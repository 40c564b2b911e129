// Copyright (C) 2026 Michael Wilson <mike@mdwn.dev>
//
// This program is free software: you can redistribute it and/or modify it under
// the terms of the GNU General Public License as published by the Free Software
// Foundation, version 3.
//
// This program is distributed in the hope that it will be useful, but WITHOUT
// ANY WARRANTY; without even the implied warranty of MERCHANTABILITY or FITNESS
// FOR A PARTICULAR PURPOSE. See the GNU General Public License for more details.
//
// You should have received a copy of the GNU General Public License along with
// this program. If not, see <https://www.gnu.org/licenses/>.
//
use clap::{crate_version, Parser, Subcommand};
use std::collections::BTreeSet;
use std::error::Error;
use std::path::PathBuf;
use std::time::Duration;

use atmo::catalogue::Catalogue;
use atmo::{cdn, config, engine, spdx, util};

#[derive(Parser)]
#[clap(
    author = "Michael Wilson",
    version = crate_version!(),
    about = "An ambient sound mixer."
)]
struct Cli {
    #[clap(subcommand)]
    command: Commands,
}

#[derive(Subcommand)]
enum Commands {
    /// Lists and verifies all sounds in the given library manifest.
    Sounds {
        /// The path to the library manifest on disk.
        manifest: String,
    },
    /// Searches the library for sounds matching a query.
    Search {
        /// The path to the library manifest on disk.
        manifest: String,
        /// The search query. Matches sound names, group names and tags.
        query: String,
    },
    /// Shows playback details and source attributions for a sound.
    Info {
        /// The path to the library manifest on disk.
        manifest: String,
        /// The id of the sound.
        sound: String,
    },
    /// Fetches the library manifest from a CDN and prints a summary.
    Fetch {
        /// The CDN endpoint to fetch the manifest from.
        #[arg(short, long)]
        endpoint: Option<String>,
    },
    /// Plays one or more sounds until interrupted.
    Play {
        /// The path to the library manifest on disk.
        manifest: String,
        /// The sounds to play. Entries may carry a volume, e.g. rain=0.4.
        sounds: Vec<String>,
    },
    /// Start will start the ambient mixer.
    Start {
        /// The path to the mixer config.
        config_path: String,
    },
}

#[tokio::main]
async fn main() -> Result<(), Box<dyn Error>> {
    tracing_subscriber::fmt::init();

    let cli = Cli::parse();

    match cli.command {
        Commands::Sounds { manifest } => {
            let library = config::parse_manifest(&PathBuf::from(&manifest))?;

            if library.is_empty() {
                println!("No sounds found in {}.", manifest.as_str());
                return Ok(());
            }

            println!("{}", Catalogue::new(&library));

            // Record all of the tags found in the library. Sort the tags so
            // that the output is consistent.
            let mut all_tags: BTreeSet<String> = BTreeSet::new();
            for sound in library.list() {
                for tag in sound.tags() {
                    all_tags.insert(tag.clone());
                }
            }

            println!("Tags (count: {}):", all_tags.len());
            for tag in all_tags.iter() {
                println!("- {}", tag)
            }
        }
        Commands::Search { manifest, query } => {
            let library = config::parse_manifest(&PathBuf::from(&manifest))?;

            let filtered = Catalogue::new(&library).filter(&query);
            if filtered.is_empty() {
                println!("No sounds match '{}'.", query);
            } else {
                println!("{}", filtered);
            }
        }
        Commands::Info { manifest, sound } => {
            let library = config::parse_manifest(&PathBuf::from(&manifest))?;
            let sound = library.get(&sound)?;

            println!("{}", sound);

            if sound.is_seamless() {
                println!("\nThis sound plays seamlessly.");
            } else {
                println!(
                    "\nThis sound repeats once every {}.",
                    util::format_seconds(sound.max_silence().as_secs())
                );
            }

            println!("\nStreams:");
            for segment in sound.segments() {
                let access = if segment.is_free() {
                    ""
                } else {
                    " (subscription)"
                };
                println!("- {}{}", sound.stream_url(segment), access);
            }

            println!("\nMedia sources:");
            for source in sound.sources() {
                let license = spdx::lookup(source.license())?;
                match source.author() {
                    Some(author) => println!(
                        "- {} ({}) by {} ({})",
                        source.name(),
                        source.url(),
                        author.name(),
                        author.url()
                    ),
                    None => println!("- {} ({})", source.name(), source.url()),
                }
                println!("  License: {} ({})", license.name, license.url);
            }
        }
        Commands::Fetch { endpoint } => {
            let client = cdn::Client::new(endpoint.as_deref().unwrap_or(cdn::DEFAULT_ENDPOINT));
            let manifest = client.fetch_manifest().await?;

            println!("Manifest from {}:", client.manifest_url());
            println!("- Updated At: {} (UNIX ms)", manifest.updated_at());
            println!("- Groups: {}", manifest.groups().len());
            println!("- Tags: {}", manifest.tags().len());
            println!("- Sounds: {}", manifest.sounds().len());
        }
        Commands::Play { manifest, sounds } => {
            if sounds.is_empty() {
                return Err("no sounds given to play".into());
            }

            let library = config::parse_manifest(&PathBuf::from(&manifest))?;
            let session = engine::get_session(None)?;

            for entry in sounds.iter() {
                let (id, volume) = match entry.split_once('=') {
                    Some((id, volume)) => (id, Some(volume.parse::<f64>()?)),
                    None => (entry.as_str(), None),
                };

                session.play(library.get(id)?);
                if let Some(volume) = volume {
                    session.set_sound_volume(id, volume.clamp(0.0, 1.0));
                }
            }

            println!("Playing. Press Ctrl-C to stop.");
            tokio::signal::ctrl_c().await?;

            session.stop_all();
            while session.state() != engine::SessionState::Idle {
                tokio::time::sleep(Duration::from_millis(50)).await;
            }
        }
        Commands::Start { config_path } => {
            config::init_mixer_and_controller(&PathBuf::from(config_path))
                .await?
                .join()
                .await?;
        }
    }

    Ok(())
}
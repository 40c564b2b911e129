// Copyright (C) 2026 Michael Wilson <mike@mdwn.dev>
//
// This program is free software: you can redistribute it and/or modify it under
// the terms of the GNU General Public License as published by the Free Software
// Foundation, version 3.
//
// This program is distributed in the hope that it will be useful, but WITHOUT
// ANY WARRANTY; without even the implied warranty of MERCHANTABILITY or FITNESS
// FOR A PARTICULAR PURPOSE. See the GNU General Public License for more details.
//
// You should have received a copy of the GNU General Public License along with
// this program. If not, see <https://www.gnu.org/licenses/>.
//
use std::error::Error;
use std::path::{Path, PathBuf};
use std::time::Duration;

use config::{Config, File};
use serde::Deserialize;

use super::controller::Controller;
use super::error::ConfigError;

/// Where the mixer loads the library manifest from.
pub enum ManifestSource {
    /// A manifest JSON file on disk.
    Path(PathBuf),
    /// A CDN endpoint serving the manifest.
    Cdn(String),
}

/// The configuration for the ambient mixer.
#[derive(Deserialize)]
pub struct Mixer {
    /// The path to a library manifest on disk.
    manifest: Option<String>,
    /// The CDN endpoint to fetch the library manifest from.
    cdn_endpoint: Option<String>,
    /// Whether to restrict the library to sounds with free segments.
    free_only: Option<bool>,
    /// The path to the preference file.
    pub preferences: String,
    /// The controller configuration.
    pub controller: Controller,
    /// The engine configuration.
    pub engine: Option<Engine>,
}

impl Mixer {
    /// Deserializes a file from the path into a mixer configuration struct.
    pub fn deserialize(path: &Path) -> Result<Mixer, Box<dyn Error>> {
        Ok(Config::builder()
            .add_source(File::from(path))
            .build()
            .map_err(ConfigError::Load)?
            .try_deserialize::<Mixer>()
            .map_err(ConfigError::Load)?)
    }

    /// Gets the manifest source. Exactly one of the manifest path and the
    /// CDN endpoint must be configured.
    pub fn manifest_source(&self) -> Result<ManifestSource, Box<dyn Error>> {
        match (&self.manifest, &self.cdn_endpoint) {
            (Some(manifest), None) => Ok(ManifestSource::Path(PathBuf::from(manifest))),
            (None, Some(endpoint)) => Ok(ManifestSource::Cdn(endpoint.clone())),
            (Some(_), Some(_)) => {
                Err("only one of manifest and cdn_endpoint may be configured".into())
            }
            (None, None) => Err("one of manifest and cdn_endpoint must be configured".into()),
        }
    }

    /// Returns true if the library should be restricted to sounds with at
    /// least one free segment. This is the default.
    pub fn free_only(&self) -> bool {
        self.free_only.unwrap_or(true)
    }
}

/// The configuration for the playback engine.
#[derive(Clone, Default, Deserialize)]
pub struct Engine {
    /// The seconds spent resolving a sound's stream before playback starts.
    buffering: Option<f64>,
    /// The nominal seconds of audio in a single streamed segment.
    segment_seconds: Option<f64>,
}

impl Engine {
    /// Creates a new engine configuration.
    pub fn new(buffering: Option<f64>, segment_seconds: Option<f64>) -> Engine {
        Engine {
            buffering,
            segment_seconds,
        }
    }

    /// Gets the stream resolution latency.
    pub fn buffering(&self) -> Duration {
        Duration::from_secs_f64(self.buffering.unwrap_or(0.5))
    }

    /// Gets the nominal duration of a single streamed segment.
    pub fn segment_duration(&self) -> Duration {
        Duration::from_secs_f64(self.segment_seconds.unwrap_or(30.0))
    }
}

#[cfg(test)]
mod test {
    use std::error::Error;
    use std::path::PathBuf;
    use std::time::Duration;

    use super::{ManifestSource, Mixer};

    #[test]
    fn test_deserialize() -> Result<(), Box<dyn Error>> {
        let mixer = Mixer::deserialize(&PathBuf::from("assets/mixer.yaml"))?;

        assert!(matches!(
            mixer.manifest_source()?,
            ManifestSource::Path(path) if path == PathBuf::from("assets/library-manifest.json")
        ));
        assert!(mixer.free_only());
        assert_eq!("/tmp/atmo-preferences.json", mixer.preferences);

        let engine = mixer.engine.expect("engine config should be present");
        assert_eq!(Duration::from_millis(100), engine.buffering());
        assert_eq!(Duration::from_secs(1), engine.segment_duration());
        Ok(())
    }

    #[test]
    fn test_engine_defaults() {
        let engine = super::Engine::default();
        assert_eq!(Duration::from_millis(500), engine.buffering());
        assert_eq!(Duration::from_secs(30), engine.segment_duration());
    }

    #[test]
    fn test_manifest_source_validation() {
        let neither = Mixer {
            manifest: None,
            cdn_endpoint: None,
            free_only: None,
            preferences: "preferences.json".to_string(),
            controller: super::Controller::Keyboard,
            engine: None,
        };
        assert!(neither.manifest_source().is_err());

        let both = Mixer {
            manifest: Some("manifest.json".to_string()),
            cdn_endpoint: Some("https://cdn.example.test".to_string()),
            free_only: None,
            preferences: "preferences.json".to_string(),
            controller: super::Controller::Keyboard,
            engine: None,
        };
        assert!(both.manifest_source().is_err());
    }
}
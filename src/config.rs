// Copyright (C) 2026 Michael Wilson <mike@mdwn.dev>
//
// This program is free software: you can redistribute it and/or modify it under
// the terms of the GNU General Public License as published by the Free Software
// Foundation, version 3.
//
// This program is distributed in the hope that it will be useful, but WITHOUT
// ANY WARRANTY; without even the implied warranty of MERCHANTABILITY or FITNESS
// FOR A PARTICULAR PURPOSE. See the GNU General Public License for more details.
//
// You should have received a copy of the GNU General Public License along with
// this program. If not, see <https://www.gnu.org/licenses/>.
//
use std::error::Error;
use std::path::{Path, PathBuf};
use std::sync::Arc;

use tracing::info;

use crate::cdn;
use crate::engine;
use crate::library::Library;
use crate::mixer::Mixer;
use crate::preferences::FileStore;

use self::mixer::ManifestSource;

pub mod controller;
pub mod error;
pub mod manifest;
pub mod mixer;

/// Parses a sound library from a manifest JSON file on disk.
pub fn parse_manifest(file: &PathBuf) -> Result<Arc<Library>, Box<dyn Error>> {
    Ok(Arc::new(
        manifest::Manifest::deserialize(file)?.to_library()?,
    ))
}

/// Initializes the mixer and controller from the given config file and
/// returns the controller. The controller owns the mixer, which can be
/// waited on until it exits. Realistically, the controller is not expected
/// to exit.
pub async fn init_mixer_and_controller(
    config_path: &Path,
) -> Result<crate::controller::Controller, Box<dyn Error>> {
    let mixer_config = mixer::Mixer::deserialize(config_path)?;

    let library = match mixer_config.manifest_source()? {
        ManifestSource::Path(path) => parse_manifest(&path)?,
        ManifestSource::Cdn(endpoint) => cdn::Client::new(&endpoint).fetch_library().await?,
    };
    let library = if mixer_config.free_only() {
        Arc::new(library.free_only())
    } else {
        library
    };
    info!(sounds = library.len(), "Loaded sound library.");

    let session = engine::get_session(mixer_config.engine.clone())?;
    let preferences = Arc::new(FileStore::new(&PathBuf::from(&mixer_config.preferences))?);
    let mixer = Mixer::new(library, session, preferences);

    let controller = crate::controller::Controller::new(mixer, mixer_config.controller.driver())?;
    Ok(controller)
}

TASK TO CARRY OUT » Number of lines holding "main" in the listing above: work it out and give that number alone.

YOUR RESPONSE » 2